Search Unity

  1. Good news ✨ We have more Unite Now videos available for you to watch on-demand! Come check them out and ask our experts any questions!
    Dismiss Notice

Burst compiler in editor script?

Discussion in 'Scripting' started by TOES, Sep 21, 2020.

  1. TOES

    TOES

    Joined:
    Jun 23, 2017
    Posts:
    82
    I have some very heavy scripts that I run in the editor. Is it possible to increase the perfornance of these scripts using the burst compiler? All the samples I have seen are related to regular play mode.
     
  2. Yoreki

    Yoreki

    Joined:
    Apr 10, 2019
    Posts:
    1,627
    Not sure about ECS, but Jobs and Burst should be usable. Did you try? Pretty sure Unity will give you an error if that's for some reason not allowed in editor scripts. Jobs are basically just multithreading tho, and Burst is a custom compiler to make that faster considering the job constraints. So as long as you can define your heavy workloads in a way the job system accepts, that should be fine. I couldnt find anything online tho, except some requests for supporting pure ECS / DOTS editor scripts. So again.. try it :)
     
    Last edited by a moderator: Sep 21, 2020
  3. Yury-Habets

    Yury-Habets

    Unity Technologies

    Joined:
    Nov 18, 2013
    Posts:
    1,090
    @TOES are your heavy scripts using HPC#, and are heavy in actual calculations of large arrays of data? Or is it parsing some XML/JSON/deserializing data? You could potentially do some hacking exercise, but before diving into it make sure your scripts (a) are compatible with Burst and (b) will benefit from Burst.
     
  4. TOES

    TOES

    Joined:
    Jun 23, 2017
    Posts:
    82
    The editor scripts are working on very large arrays of data, and processing everything takes in the order of five minutes.

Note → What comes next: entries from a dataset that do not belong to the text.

//! The path-state contract the frontier relies on.

use chrono::Duration;

use super::{ArrivalEdge, ModeFlags, VertexId};

/// A snapshot of a partial path, produced by the driving search.
///
/// The frontier only reads states. Numeric fields are expected to be
/// finite and non-negative; producing anything else is a bug upstream.
pub trait PathState {
    /// The vertex this state has reached.
    fn vertex(&self) -> VertexId;

    /// Generalized cost accumulated so far.
    fn weight(&self) -> f64;

    /// Elapsed time since the search origin, in whole seconds.
    fn elapsed_seconds(&self) -> i64;

    /// Distance walked so far, in metres.
    fn walk_distance(&self) -> f64;

    /// Current travel-mode conditions.
    fn mode(&self) -> ModeFlags;

    /// The edge used to arrive here, `None` at the origin.
    fn back_edge(&self) -> Option<ArrivalEdge>;

    /// True if the transit routes used by this state are contained in the
    /// route history of `other`.
    fn route_sequence_subset(&self, other: &Self) -> bool;

    /// True if this state is a legal complete path.
    fn is_final(&self) -> bool;

    /// True if every configured path filter accepts this state.
    fn all_path_parsers_accept(&self) -> bool;

    /// Total order used only to pick the reported answer at a destination.
    fn better_than(&self, other: &Self) -> bool;

    /// Elapsed time as a duration, saturating at [`Duration::MIN`] and
    /// [`Duration::MAX`].
    fn elapsed_time(&self) -> Duration {
        let secs = self.elapsed_seconds();
        Duration::try_seconds(secs).unwrap_or(if secs < 0 {
            Duration::MIN
        } else {
            Duration::MAX
        })
    }
}
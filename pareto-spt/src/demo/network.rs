//! A small synthetic multi-modal network.

use std::fmt;

use crate::domain::{EdgeId, VertexId};

/// Identity of a transit route.
#[derive(Debug, Clone, Copy, PartialEq, Eq, Hash, PartialOrd, Ord)]
pub struct RouteId(pub u32);

impl fmt::Display for RouteId {
    fn fmt(&self, f: &mut fmt::Formatter<'_>) -> fmt::Result {
        write!(f, "route {}", self.0)
    }
}

/// What an edge can be traversed with.
#[derive(Debug, Clone, Copy, PartialEq, Eq)]
pub enum EdgeKind {
    /// Walkable street, rideable with a rented bike
    Street,
    /// A hop between two stops of a transit route
    Transit(RouteId),
}

/// A directed edge.
#[derive(Debug, Clone, PartialEq)]
pub struct Edge {
    pub id: EdgeId,
    pub from: VertexId,
    pub to: VertexId,
    pub kind: EdgeKind,
    /// Length in metres.
    pub length_m: f64,
    /// True if turn restrictions start on this edge.
    pub restricted: bool,
}

/// Directed graph with dense vertex and edge ids.
#[derive(Debug, Clone, Default)]
pub struct Network {
    edges: Vec<Edge>,
    outgoing: Vec<Vec<EdgeId>>,
    rental_stations: Vec<bool>,
}

impl Network {
    /// Create a network of `vertex_count` unconnected vertices.
    pub fn new(vertex_count: usize) -> Self {
        Self {
            edges: Vec::new(),
            outgoing: vec![Vec::new(); vertex_count],
            rental_stations: vec![false; vertex_count],
        }
    }

    /// Number of vertices.
    pub fn vertex_count(&self) -> usize {
        self.outgoing.len()
    }

    /// Returns true if `vertex` belongs to this network.
    pub fn contains(&self, vertex: VertexId) -> bool {
        vertex.index() < self.vertex_count()
    }

    /// Add a directed edge and return its id.
    ///
    /// # Panics
    ///
    /// Panics if either endpoint is not in the network.
    pub fn add_edge(
        &mut self,
        from: VertexId,
        to: VertexId,
        kind: EdgeKind,
        length_m: f64,
    ) -> EdgeId {
        assert!(
            self.contains(from) && self.contains(to),
            "edge endpoint out of range"
        );
        let id = EdgeId::new(self.edges.len() as u32);
        self.edges.push(Edge {
            id,
            from,
            to,
            kind,
            length_m,
            restricted: false,
        });
        self.outgoing[from.index()].push(id);
        id
    }

    /// Add a street in both directions.
    pub fn add_street(&mut self, a: VertexId, b: VertexId, length_m: f64) -> (EdgeId, EdgeId) {
        (
            self.add_edge(a, b, EdgeKind::Street, length_m),
            self.add_edge(b, a, EdgeKind::Street, length_m),
        )
    }

    /// Mark an edge as carrying turn restrictions.
    pub fn restrict(&mut self, edge: EdgeId) {
        if let Some(e) = self.edges.get_mut(edge.index()) {
            e.restricted = true;
        }
    }

    /// Mark a vertex as a bike rental station.
    pub fn add_rental_station(&mut self, vertex: VertexId) {
        if let Some(flag) = self.rental_stations.get_mut(vertex.index()) {
            *flag = true;
        }
    }

    /// Returns true if bikes can be rented or returned at `vertex`.
    pub fn is_rental_station(&self, vertex: VertexId) -> bool {
        self.rental_stations
            .get(vertex.index())
            .copied()
            .unwrap_or(false)
    }

    pub fn edge(&self, id: EdgeId) -> Option<&Edge> {
        self.edges.get(id.index())
    }

    /// Edges leaving `vertex`.
    pub fn outgoing(&self, vertex: VertexId) -> impl Iterator<Item = &Edge> {
        self.outgoing
            .get(vertex.index())
            .into_iter()
            .flatten()
            .filter_map(|id| self.edge(*id))
    }

    /// Build a `width` x `height` street grid with `spacing_m` blocks.
    ///
    /// Vertex `x + y * width` sits at column `x`, row `y`. One transit route
    /// climbs a staircase from the origin corner to the far corner. Both
    /// corners are bike rental stations. Every third eastbound street
    /// carries a turn restriction.
    pub fn grid(width: usize, height: usize, spacing_m: f64) -> Self {
        let mut network = Self::new(width * height);
        let at = |x: usize, y: usize| VertexId::new((x + y * width) as u32);

        for y in 0..height {
            for x in 0..width {
                if x + 1 < width {
                    let (east, _) = network.add_street(at(x, y), at(x + 1, y), spacing_m);
                    if (x + y) % 3 == 0 {
                        network.restrict(east);
                    }
                }
                if y + 1 < height {
                    network.add_street(at(x, y), at(x, y + 1), spacing_m);
                }
            }
        }

        let route = RouteId(1);
        let (mut x, mut y) = (0, 0);
        while x + 1 < width || y + 1 < height {
            let (nx, ny) = if x <= y && x + 1 < width {
                (x + 1, y)
            } else if y + 1 < height {
                (x, y + 1)
            } else {
                (x + 1, y)
            };
            network.add_edge(at(x, y), at(nx, ny), EdgeKind::Transit(route), spacing_m);
            (x, y) = (nx, ny);
        }

        if width * height > 0 {
            network.add_rental_station(at(0, 0));
            network.add_rental_station(at(width - 1, height - 1));
        }

        network
    }
}
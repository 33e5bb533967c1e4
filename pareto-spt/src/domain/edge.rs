//! Arrival edge references carried by path states.

use super::EdgeId;

/// The edge a path state used to reach its vertex.
///
/// Only the edge identity and whether it carries turn restrictions matter
/// to the frontier; the rest of the edge model lives with the graph.
#[derive(Debug, Clone, Copy, PartialEq, Eq, Hash)]
pub struct ArrivalEdge {
    /// Identity of the traversed edge.
    pub id: EdgeId,
    /// True if one or more turn restrictions start on this edge.
    pub restricted: bool,
}

impl ArrivalEdge {
    /// An edge without turn restrictions.
    pub const fn plain(id: EdgeId) -> Self {
        Self {
            id,
            restricted: false,
        }
    }

    /// An edge carrying at least one turn restriction.
    pub const fn restricted(id: EdgeId) -> Self {
        Self {
            id,
            restricted: true,
        }
    }

    /// Returns true if `other` is a different edge than this one.
    ///
    /// A missing edge (the search origin) is different from every edge.
    pub fn differs_from(&self, other: Option<&ArrivalEdge>) -> bool {
        other.is_none_or(|o| o.id != self.id)
    }
}
#[cfg(test)]
mod tests {
    use super::*;
    use crate::domain::{ArrivalEdge, EdgeId, ModeFlags};
    use crate::spt::testing::TestState;

    fn tree() -> MultiShortestPathTree<TestState> {
        MultiShortestPathTree::new(Arc::new(()))
    }

    fn v(index: u32) -> VertexId {
        VertexId::new(index)
    }

    fn weights(states: &[Arc<TestState>]) -> Vec<f64> {
        states.iter().map(|s| s.weight()).collect()
    }

    #[test]
    fn first_state_is_accepted() {
        let mut spt = tree();
        let s = Arc::new(TestState::new(3, 10.0, 100, 5.0));

        assert!(spt.add(s.clone()));
        assert_eq!(spt.states(v(3)).len(), 1);
        assert_eq!(spt.vertex_count(), 1);
        assert!(spt.visit(&s));
    }

    #[test]
    fn frontier_scenario() {
        let mut spt = tree();

        let s1 = Arc::new(TestState::new(0, 10.0, 100, 5.0));
        assert!(spt.add(s1.clone()));
        assert_eq!(weights(spt.states(v(0))), vec![10.0]);

        let s2 = Arc::new(TestState::new(0, 9.0, 95, 4.0));
        assert!(spt.add(s2.clone()));
        assert_eq!(weights(spt.states(v(0))), vec![9.0]);

        let s3 = Arc::new(
            TestState::new(0, 50.0, 40, 1.0).with_mode(ModeFlags::WALK.with_bike_renting(true)),
        );
        assert!(spt.add(s3.clone()));
        assert_eq!(weights(spt.states(v(0))), vec![9.0, 50.0]);

        assert!(!spt.visit(&s1));
        assert!(spt.visit(&s2));
        assert!(spt.visit(&s3));
    }

    #[test]
    fn dominated_candidate_is_rejected_without_mutation() {
        let mut spt = tree();
        let good = Arc::new(TestState::new(0, 5.0, 50, 1.0));
        let worse = Arc::new(TestState::new(0, 10.0, 100, 1.0));

        assert!(spt.add(good.clone()));
        assert!(!spt.add(worse.clone()));

        assert_eq!(spt.states(v(0)).len(), 1);
        assert!(spt.visit(&good));
        assert!(!spt.visit(&worse));
    }

    #[test]
    fn rejection_leaves_prunable_states_in_place() {
        let mut spt = tree();
        // The candidate would prune `a`, but `b` dominates the candidate.
        let a = Arc::new(TestState::new(0, 20.0, 200, 1.0).with_routes(&[1]));
        let b = Arc::new(TestState::new(0, 10.0, 150, 100.0).with_routes(&[2]));
        assert!(spt.add(a.clone()));
        assert!(spt.add(b.clone()));

        let candidate = Arc::new(TestState::new(0, 10.0, 150, 100.0));
        assert!(!spt.add(candidate));

        assert_eq!(weights(spt.states(v(0))), vec![20.0, 10.0]);
        assert!(spt.visit(&a));
    }

    #[test]
    fn candidate_prunes_exactly_what_it_dominates() {
        let mut spt = tree();
        let x = Arc::new(TestState::new(0, 10.0, 100, 5.0));
        let y = Arc::new(TestState::new(0, 12.0, 90, 5.0));
        let z = Arc::new(TestState::new(0, 1.0, 1, 5.0).with_mode(ModeFlags::BIKE_RENTING));
        assert!(spt.add(x.clone()));
        assert!(spt.add(y.clone()));
        assert!(spt.add(z.clone()));

        let c = Arc::new(TestState::new(0, 9.0, 80, 5.0));
        assert!(spt.add(c.clone()));

        let retained = spt.states(v(0));
        assert_eq!(retained.len(), 2);
        assert!(Arc::ptr_eq(&retained[0], &z));
        assert!(Arc::ptr_eq(&retained[1], &c));
        assert!(!spt.visit(&x));
        assert!(!spt.visit(&y));
    }

    #[test]
    fn same_instance_is_rejected_twice() {
        let mut spt = tree();
        let s = Arc::new(TestState::new(0, 10.0, 100, 5.0));

        assert!(spt.add(s.clone()));
        assert!(!spt.add(s.clone()));
        assert_eq!(spt.states(v(0)).len(), 1);
    }

    #[test]
    fn same_zero_cost_instance_is_rejected_twice() {
        let mut spt = tree();
        let origin = Arc::new(TestState::new(0, 0.0, 0, 0.0));

        assert!(spt.add(origin.clone()));
        assert!(!spt.add(origin.clone()));
        assert_eq!(spt.states(v(0)).len(), 1);
    }

    #[test]
    fn zero_cost_state_survives_any_arrival() {
        let mut spt = tree();
        let origin = Arc::new(TestState::new(0, 0.0, 0, 0.0));
        assert!(spt.add(origin.clone()));

        for (weight, secs) in [(0.0, 0), (1.0, 1), (0.5, 0)] {
            spt.add(Arc::new(TestState::new(0, weight, secs, 0.0)));
        }

        assert!(spt.visit(&origin));
    }

    #[test]
    fn mode_flags_keep_states_apart() {
        for mode in [
            ModeFlags::BIKE_RENTING,
            ModeFlags::CAR_PARKED,
            ModeFlags::BIKE_PARKED,
        ] {
            let mut spt = tree();
            let plain = Arc::new(TestState::new(0, 10.0, 100, 5.0));
            let flagged = Arc::new(TestState::new(0, 10.0, 100, 5.0).with_mode(mode));

            assert!(spt.add(plain.clone()));
            assert!(spt.add(flagged.clone()));
            assert!(spt.visit(&plain));
            assert!(spt.visit(&flagged));
        }
    }

    #[test]
    fn turn_restricted_arrivals_coexist() {
        let mut spt = tree();
        let worse = Arc::new(
            TestState::new(0, 10.0, 100, 5.0).with_edge(ArrivalEdge::restricted(EdgeId::new(2))),
        );
        let better = Arc::new(
            TestState::new(0, 5.0, 50, 1.0).with_edge(ArrivalEdge::restricted(EdgeId::new(1))),
        );

        assert!(spt.add(worse.clone()));
        assert!(spt.add(better.clone()));
        assert!(spt.visit(&worse));
        assert!(spt.visit(&better));
    }

    #[test]
    fn visit_on_unknown_vertex_is_false() {
        let spt = tree();
        let s = Arc::new(TestState::new(9, 1.0, 1, 1.0));
        assert!(!spt.visit(&s));
    }

    #[test]
    fn best_state_skips_incomplete_and_filtered() {
        let mut spt = tree();
        let complete = Arc::new(TestState::new(0, 20.0, 200, 5.0));
        let incomplete = Arc::new(
            TestState::new(0, 5.0, 50, 5.0)
                .with_mode(ModeFlags::BIKE_RENTING)
                .incomplete(),
        );
        let filtered = Arc::new(
            TestState::new(0, 3.0, 30, 5.0)
                .with_mode(ModeFlags::CAR_PARKED)
                .filtered_out(),
        );
        assert!(spt.add(complete.clone()));
        assert!(spt.add(incomplete));
        assert!(spt.add(filtered));
        assert_eq!(spt.states(v(0)).len(), 3);

        let best = spt.state(v(0)).unwrap();
        assert!(Arc::ptr_eq(best, &complete));
    }

    #[test]
    fn best_state_uses_ranking() {
        let mut spt = tree();
        let a = Arc::new(TestState::new(0, 20.0, 200, 5.0));
        let b = Arc::new(TestState::new(0, 15.0, 300, 5.0).with_mode(ModeFlags::BIKE_PARKED));
        assert!(spt.add(a));
        assert!(spt.add(b.clone()));

        assert!(Arc::ptr_eq(spt.state(v(0)).unwrap(), &b));
    }

    #[test]
    fn best_state_absent() {
        let mut spt = tree();
        assert!(spt.state(v(0)).is_none());

        spt.add(Arc::new(TestState::new(0, 1.0, 1, 1.0).incomplete()));
        assert!(spt.state(v(0)).is_none());
        assert!(spt.state(v(100)).is_none());
    }

    #[test]
    fn states_of_unknown_vertex_is_empty() {
        let mut spt = tree();
        assert!(spt.states(v(4)).is_empty());

        spt.add(Arc::new(TestState::new(10, 1.0, 1, 1.0)));
        assert!(spt.states(v(4)).is_empty());
        assert!(spt.states(v(11)).is_empty());
    }

    #[test]
    fn bulk_retrieval() {
        let mut spt = tree();
        spt.add(Arc::new(TestState::new(4, 1.0, 1, 1.0)));
        spt.add(Arc::new(TestState::new(1, 2.0, 2, 1.0)));
        spt.add(Arc::new(
            TestState::new(1, 3.0, 1, 1.0).with_mode(ModeFlags::BIKE_RENTING),
        ));

        assert_eq!(spt.vertex_count(), 2);
        assert_eq!(spt.vertices().collect::<Vec<_>>(), vec![v(1), v(4)]);
        assert_eq!(spt.all_states().count(), 3);
    }

    #[test]
    fn pruning_does_not_change_vertex_count() {
        let mut spt = tree();
        spt.add(Arc::new(TestState::new(0, 10.0, 100, 1.0)));
        spt.add(Arc::new(TestState::new(0, 1.0, 10, 1.0)));

        assert_eq!(spt.vertex_count(), 1);
        assert_eq!(spt.all_states().count(), 1);
    }

    #[test]
    fn presized_tree_starts_empty() {
        let spt: MultiShortestPathTree<TestState> =
            MultiShortestPathTree::with_capacity(Arc::new(()), DominanceConfig::default(), 16);

        assert_eq!(spt.vertex_count(), 0);
        assert_eq!(spt.vertices().count(), 0);
        assert_eq!(spt.stats().vertices, 0);
    }

    #[test]
    fn options_are_retained() {
        let request = Arc::new(String::from("walk+transit"));
        let spt: MultiShortestPathTree<TestState, String> =
            MultiShortestPathTree::new(request.clone());

        assert_eq!(spt.options(), "walk+transit");
        assert_eq!(spt.dominance(), &DominanceConfig::default());
    }

    #[test]
    fn stats_match_frontiers() {
        let mut spt = tree();
        spt.add(Arc::new(TestState::new(0, 1.0, 1, 1.0)));
        spt.add(Arc::new(TestState::new(2, 1.0, 1, 1.0)));
        spt.add(Arc::new(
            TestState::new(2, 1.0, 1, 1.0).with_mode(ModeFlags::CAR_PARKED),
        ));

        let stats = spt.stats();
        assert_eq!(stats.vertices, 2);
        assert_eq!(stats.states, 3);
        assert_eq!(stats.max_per_vertex, 2);
        assert_eq!(stats.histogram.get(&1), Some(&1));
        assert_eq!(stats.histogram.get(&2), Some(&1));

        spt.dump();
    }

    #[test]
    fn display() {
        let mut spt = tree();
        assert_eq!(spt.to_string(), "MultiSPT(0 vertices)");

        spt.add(Arc::new(TestState::new(0, 1.0, 1, 1.0)));
        spt.add(Arc::new(TestState::new(5, 1.0, 1, 1.0)));
        assert_eq!(spt.to_string(), "MultiSPT(2 vertices)");
    }

    #[test]
    fn usable_through_trait() {
        fn offer<T: ShortestPathTree<TestState>>(tree: &mut T, state: Arc<TestState>) -> bool {
            tree.add(state.clone()) && tree.visit(&state)
        }

        let mut spt = tree();
        assert!(offer(&mut spt, Arc::new(TestState::new(0, 1.0, 1, 1.0))));
        assert_eq!(ShortestPathTree::vertex_count(&spt), 1);
        assert!(ShortestPathTree::state(&spt, v(0)).is_some());
        assert_eq!(ShortestPathTree::states(&spt, v(0)).len(), 1);
    }
}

    I havent heard about HPC# before, but it looks interesting, I will look into it.

    One of the parts that is very slow is sorting large arrays. Would Array.sort benefit or be compatible with the burst compiler at all? I could also implement my own sort if necessary.
     
  5. Yoreki

    Yoreki

    Joined:
    Apr 10, 2019
    Posts:
    1,627
    The burst compiler is not some magic thing that makes code go faster. It was primarily designed to be used with DOTS, or more specifically to work efficiently with Jobs. It achieves these speedups by implementing optimizations specific to the constraints this puts on the developer, which enables the compiler to, for example, ignore some of the otherwise common concurrency problems. And of course there is the data oriented programming.
    So first and foremost, you'd have to use jobs to get any noticable difference. For that you will have to use native containers, so no arrays and thus no Array.Sort. As far as i know there is a Sort method for the native arrays tho, so that's not a huge difference.
    The problem is that Array.Sort is already pretty fast. If it really takes up a long time for you, you'd only be seeing a noticable difference by multithreading the sorting algorithm itself, which is also the main advantage of using jobs and where you'd be seeing the biggest difference through burst. So you'd have to look into writing a multithreaded sorting algorithm (pretty sure it's possible to implement merge-sort in that way) and implement it using jobs.

    However, that could be quite a bit of effort, especially if you have no prior DOTS experience. It's super annoying to get into and work with, as it still changes and the documentation, or the lack thereof, is not exactly helpful in a lot of cases.

    Maybe a different approach could be considered? What kind and amount of data are you loading, what calculations are you doing on them, and for what? Maybe you can save the results and only recalculate once the file you are loading has been changed? Maybe you dont have to load all the data? Maybe, if the calculations are highly parallelizable anyways, you could consider a compute shader for the calculations? Is it even the calculations that are slow, or is it so much data that loading it is slow in the first place?
    More information generally helps with finding a more fitting solution for a given problem.
     
  6. TOES

    TOES

    Joined:
    Jun 23, 2017
    Posts:
    82
    Thanks for your thoughts on the matter. The main bottleneck now is the sort method, which is where I hope to gain some performance improvements. I use HPCsharp, which implements a fast multithread sort. I also sort different arrays in different threads, using the C# Parallel method, when the array is large enough for it to make sense. So multiple arrays are sorted at the same time, as well as having multiple threads work on each array. This has provided a nice performance boost.

    So, I have pretty much maxed out on using parallel processing, and everything is now super optimized. However, there's some massive computations that has to be done, each one takes many minutes, and then that has to be batch processed. So, total processing time is almost an hour for a typical project. So, even just 10-20% performance increase would be a big deal. Not going into details about the project, but the algorithms and data structures are all very optimized. So, we are using the best method to get the results we need. It used to take weeks to process the same data, so I am quite confident about the general approach.

    I was hoping to be able to gain some additional performance squeezed out by using a native code compiler which would help me access arrays faster without bounds checks. I know I can do this using unsafe pointers, but as I am using libraries for fast sorting then I would have to rewrite everything.